* **The task**
Throughout the material below, count the lines that include the string "await", then report only the resulting number.

* **Input data**
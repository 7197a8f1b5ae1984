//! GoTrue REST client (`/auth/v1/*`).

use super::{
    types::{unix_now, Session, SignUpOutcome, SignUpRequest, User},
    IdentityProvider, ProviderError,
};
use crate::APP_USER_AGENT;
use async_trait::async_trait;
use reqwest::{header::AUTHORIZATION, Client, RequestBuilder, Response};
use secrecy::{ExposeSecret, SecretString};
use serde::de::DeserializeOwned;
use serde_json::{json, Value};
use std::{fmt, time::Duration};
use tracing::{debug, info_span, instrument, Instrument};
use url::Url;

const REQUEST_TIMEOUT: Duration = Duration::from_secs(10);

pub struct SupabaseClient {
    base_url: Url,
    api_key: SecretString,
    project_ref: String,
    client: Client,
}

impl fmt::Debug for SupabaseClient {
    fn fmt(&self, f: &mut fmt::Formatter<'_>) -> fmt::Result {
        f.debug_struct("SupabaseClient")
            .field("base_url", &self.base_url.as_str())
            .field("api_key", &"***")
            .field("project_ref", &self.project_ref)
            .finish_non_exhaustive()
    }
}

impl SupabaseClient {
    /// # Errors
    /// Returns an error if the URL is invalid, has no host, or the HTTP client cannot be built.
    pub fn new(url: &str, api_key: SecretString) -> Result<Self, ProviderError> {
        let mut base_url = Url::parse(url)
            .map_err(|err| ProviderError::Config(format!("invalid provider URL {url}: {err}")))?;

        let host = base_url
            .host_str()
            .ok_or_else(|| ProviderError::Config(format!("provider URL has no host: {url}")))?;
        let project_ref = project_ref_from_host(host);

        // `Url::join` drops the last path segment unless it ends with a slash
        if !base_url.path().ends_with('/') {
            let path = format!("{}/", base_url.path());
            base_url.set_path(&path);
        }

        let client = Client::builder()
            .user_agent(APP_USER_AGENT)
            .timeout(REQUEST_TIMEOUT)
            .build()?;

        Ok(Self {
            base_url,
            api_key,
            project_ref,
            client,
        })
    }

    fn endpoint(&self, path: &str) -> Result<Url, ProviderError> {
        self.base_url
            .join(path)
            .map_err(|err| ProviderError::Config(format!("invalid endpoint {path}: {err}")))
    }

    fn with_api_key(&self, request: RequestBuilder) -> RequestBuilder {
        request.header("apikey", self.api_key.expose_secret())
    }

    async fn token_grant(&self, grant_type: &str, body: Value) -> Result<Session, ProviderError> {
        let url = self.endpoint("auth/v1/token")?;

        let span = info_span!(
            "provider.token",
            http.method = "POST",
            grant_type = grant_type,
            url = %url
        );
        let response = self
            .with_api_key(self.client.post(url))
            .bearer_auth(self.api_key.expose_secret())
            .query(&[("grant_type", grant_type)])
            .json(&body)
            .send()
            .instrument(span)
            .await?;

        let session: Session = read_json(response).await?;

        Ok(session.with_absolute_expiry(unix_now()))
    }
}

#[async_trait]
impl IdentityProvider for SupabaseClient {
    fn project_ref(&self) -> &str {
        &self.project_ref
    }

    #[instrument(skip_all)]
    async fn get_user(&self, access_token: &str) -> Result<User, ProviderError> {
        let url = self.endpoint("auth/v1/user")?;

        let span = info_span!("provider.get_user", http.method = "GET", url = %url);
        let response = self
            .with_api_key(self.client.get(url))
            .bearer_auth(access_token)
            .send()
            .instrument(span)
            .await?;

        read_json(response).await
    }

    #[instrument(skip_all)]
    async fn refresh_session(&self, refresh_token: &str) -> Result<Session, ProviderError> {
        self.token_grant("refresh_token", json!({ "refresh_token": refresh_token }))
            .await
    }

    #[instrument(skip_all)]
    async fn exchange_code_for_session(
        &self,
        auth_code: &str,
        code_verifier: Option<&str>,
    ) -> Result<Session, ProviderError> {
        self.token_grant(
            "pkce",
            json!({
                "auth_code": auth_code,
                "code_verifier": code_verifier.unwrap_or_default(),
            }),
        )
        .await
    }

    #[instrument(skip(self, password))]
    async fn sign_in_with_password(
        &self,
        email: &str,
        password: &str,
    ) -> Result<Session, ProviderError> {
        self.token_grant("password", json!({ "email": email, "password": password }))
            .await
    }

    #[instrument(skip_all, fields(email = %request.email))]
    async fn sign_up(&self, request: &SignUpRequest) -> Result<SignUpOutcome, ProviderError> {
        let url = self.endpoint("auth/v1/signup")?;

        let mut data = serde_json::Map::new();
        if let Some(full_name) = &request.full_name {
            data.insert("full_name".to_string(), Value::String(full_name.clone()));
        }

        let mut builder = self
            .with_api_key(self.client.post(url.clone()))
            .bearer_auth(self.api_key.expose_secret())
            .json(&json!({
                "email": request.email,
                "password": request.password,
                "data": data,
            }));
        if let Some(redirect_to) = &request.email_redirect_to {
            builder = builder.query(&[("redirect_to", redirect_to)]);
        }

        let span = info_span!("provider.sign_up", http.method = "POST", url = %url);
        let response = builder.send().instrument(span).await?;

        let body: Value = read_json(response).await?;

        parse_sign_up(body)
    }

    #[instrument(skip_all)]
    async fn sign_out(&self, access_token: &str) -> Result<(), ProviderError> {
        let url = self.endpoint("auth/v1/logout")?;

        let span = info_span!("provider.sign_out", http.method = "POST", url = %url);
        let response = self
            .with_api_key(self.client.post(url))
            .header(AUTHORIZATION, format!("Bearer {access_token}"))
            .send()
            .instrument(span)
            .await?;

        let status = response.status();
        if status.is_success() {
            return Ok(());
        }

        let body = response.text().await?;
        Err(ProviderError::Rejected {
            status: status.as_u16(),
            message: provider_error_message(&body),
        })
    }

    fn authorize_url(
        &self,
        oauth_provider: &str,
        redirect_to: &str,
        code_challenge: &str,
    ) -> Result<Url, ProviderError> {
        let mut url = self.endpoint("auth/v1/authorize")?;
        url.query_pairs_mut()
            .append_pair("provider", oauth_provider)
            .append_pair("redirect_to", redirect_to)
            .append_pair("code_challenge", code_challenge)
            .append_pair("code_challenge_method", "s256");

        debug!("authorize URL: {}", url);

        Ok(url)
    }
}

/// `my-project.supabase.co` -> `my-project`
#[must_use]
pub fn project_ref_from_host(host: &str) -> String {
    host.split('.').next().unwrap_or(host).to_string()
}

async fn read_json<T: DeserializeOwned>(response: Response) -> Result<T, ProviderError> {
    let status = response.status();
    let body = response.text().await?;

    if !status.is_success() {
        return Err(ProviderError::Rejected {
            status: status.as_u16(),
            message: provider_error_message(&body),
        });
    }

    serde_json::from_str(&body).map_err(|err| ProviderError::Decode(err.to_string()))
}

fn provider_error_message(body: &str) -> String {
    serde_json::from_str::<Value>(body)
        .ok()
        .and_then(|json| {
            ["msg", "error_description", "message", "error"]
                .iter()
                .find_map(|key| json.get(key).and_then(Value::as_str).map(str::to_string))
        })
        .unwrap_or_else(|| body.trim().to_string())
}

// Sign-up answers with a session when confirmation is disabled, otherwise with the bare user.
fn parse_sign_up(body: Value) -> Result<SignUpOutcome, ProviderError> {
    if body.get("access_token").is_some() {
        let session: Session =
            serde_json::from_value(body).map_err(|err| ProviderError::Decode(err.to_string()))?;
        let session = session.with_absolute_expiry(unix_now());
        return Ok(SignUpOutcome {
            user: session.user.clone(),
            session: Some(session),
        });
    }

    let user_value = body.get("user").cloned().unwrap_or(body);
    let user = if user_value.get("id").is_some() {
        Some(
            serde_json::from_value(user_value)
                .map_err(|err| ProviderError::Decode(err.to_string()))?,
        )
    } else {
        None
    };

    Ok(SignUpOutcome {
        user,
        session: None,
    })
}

* **Exercise result**
12